Skiing isn’t an inherently sensible thing to do. Think about it. From the time we realize, as infants, that standing up seems like a cool thing to do, we spend nearly every moment from that day forward trying to avoid the pitfall of that decision. Namely, we try not to fall flat on our faces. Gravity, it turns out, is an effective teacher.
Now picture that rather than standing upright with feet firmly planted to the ground on a flat surface, each of your feet is instead encased—intentionally!—in a hard plastic shell meant to mimic the feeling of being confined in a cast. Attached to these newly foreign plasticized feet of yours are a pair of long and stiff planks, made of wood, metal, and fiberglass. Underneath them, a smooth coating of wax, honed to a nearly frictionless polish.

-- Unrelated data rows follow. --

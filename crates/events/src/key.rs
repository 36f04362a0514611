//! Typed calendar-date keys for event buckets.

use std::fmt;
use std::str::FromStr;

use serde::de::{self, Visitor};
use serde::{Deserialize, Deserializer, Serialize, Serializer};

use crate::error::EventError;

/// Key identifying one calendar date: year, zero-based month, 1-based day.
///
/// In memory the key stays fully typed; it serialises as the string
/// `"year-month-day"` (e.g. `"0-1-1"` for day 1 of month 1 of year 0)
/// only at the persistence boundary, where it is the document map key.
#[derive(Debug, Clone, Copy, PartialEq, Eq, PartialOrd, Ord, Hash)]
pub struct DateKey {
    year: i32,
    month: u8,
    day: u8,
}

impl DateKey {
    /// Creates a new `DateKey`.
    pub fn new(year: i32, month: u8, day: u8) -> Self {
        Self { year, month, day }
    }

    /// Returns the year.
    pub fn year(self) -> i32 {
        self.year
    }

    /// Returns the zero-based month.
    pub fn month(self) -> u8 {
        self.month
    }

    /// Returns the day within the month.
    pub fn day(self) -> u8 {
        self.day
    }
}

impl fmt::Display for DateKey {
    fn fmt(&self, f: &mut fmt::Formatter<'_>) -> fmt::Result {
        write!(f, "{}-{}-{}", self.year, self.month, self.day)
    }
}

impl FromStr for DateKey {
    type Err = EventError;

    /// Parses a `"year-month-day"` key.
    ///
    /// The year may be negative (months navigated before the epoch), so
    /// the string is split from the right: the last two segments are the
    /// month and day, everything before them is the year.
    fn from_str(s: &str) -> Result<Self, Self::Err> {
        let invalid = || EventError::InvalidDateKey { key: s.to_string() };
        let (rest, day) = s.rsplit_once('-').ok_or_else(invalid)?;
        let (year, month) = rest.rsplit_once('-').ok_or_else(invalid)?;
        Ok(Self {
            year: year.parse().map_err(|_| invalid())?,
            month: month.parse().map_err(|_| invalid())?,
            day: day.parse().map_err(|_| invalid())?,
        })
    }
}

impl Serialize for DateKey {
    fn serialize<S: Serializer>(&self, serializer: S) -> Result<S::Ok, S::Error> {
        serializer.collect_str(self)
    }
}

impl<'de> Deserialize<'de> for DateKey {
    fn deserialize<D: Deserializer<'de>>(deserializer: D) -> Result<Self, D::Error> {
        struct KeyVisitor;

        impl Visitor<'_> for KeyVisitor {
            type Value = DateKey;

            fn expecting(&self, f: &mut fmt::Formatter<'_>) -> fmt::Result {
                f.write_str("a date key of the form \"year-month-day\"")
            }

            fn visit_str<E: de::Error>(self, v: &str) -> Result<DateKey, E> {
                v.parse().map_err(E::custom)
            }
        }

        deserializer.deserialize_str(KeyVisitor)
    }
}

#[cfg(test)]
mod tests {
    use super::*;

    #[test]
    fn display_form() {
        assert_eq!(DateKey::new(0, 1, 1).to_string(), "0-1-1");
        assert_eq!(DateKey::new(12, 11, 31).to_string(), "12-11-31");
    }

    #[test]
    fn display_form_negative_year() {
        assert_eq!(DateKey::new(-1, 11, 5).to_string(), "-1-11-5");
    }

    #[test]
    fn parse_round_trip() {
        for key in [
            DateKey::new(0, 0, 1),
            DateKey::new(0, 1, 1),
            DateKey::new(57, 6, 14),
            DateKey::new(-3, 11, 31),
        ] {
            let parsed: DateKey = key.to_string().parse().unwrap();
            assert_eq!(parsed, key);
        }
    }

    #[test]
    fn parse_rejects_garbage() {
        for bad in ["", "0", "0-1", "a-b-c", "0-1-1-1x", "--", "0-1-"] {
            assert!(
                bad.parse::<DateKey>().is_err(),
                "{bad:?} should not parse"
            );
        }
    }

    #[test]
    fn parse_error_carries_input() {
        let err = "nope".parse::<DateKey>().unwrap_err();
        assert_eq!(
            err,
            EventError::InvalidDateKey {
                key: "nope".to_string()
            }
        );
    }

    #[test]
    fn serde_uses_string_form() {
        let key = DateKey::new(0, 1, 1);
        let json = serde_json::to_string(&key).unwrap();
        assert_eq!(json, "\"0-1-1\"");
        let back: DateKey = serde_json::from_str(&json).unwrap();
        assert_eq!(back, key);
    }

    #[test]
    fn ord_follows_year_month_day() {
        let a = DateKey::new(0, 1, 28);
        let b = DateKey::new(0, 2, 1);
        let c = DateKey::new(1, 0, 1);
        assert!(a < b);
        assert!(b < c);
    }
}
//! # worldcal-store
//!
//! Best-effort JSON persistence for the world calendar.
//!
//! The store mirrors the hosted document database the product runs
//! against: one JSON document holding the per-date event buckets, loaded
//! in full and saved in full. Saves retry with exponential backoff and
//! fall back to a local cache file, so a flaky primary never loses user
//! edits; the in-memory [`worldcal_events::EventMap`] remains the
//! authoritative copy for the session either way.
//!
//! ## Quick Start
//!
//! ```ignore
//! use worldcal_store::{CalendarDocument, DocumentStore, SaveOutcome};
//!
//! let store = DocumentStore::new("worldcal-data.json", "worldcal-cache.json");
//! let mut doc = store.load()?;
//! // ... mutate doc.events ...
//! match store.save(&doc)? {
//!     SaveOutcome::Persisted => {}
//!     SaveOutcome::LocalOnly => eprintln!("saved to local cache only"),
//! }
//! ```
//!
//! ## Modules
//!
//! | Module | Description |
//! |--------|-------------|
//! | `store` | Document load/save orchestration |
//! | `retry` | Backoff schedule for saves |
//! | `error` | Error types |

mod error;
mod retry;
mod store;

pub use error::StoreError;
pub use retry::RetryPolicy;
pub use store::{CalendarDocument, DocumentStore, SaveOutcome};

This all might be well and good if your imagination still placed you, in this admittedly bizarre attire, standing peacefully somewhere benign—say, your front lawn. But that’s not where you are. Instead, you’re standing atop this system in the bitter cold, with nothing but a blanket of crystalline frozen water beneath you. And in front of you is not the inviting grass of your flat front lawn, but a slope more closely resembling the pitch of your average stepladder.
An entire system designed not to minimize the forces of gravity and momentum, but to amplify them. Dramatically. It’s about now you might be questioning your life choices. Gravity, is a masterful and unforgiving teacher, and class is about to be in session.

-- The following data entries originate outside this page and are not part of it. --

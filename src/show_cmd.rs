//! The `show` subcommand: render one month of the calendar.

use anyhow::{Context, Result};
use tracing::info;

use worldcal_calendar::{Direction, Navigator};

use crate::cli::ShowArgs;
use crate::{config, convert, render};

/// Anchors a session at the given days-played count, navigates the
/// requested number of months away, and prints the month grid with
/// event previews.
pub fn run(args: &ShowArgs) -> Result<()> {
    let config = config::load(&args.config)?;
    let store = convert::build_store(&config.store);

    let mut navigator = Navigator::new();
    navigator.set_anchor(args.days_played)?;

    let direction = if args.offset < 0 {
        Direction::Previous
    } else {
        Direction::Next
    };
    for _ in 0..args.offset.unsigned_abs() {
        navigator.navigate(direction)?;
    }

    let info = navigator.render_info()?;
    info!(
        year = info.year(),
        month = info.month(),
        "rendering viewed month"
    );

    let doc = store.load().context("failed to load calendar document")?;
    print!("{}", render::month_grid(&info, &doc.events));
    Ok(())
}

Truth be told, I have no memory of the first time I was on a pair of skis, any more than I have memory of the time I took my first steps. So conflated are the two in my early childhood that it’s almost as if I can’t tell which came first—walking or skiing. What I do remember is the feeling that came with growing up on a pair of skis, a feeling that I was learning how to dance. Not a dance with my two left feet, mind you, but a dance with something powerful, yet unseen. A dance with gravity.
Decades later, little has changed about my love of skiing, aside from the amount of time I now dedicate to it. My answer to those who might wonder why anyone of sound mind would intentionally play games with gravity in such a way is probably the same as the one the daredevils of the sky—skydivers and BASE jumpers—might give: because it’s fun. The question I’d never really asked myself was: why is that? What makes it fun?
It wasn’t until I read Laurence Gonzales’ fantastic book, Deep Survival: Who Lives, Who Dies, and Why, that I began to understand the answer to that question. And it’s probably not the answer you’d expect: survival.
To survive, we constantly integrate our knowledge of the complex and powerful systems of energy that surround us—gravity, current, temperature, tides, speed, etc.—and update our mental models of how things behave based on that knowledge. It’s how we intuitively know how quickly we need to cross a street when we judge the distance and speed of an oncoming car. And if we don’t? Well, meet William Huskisson.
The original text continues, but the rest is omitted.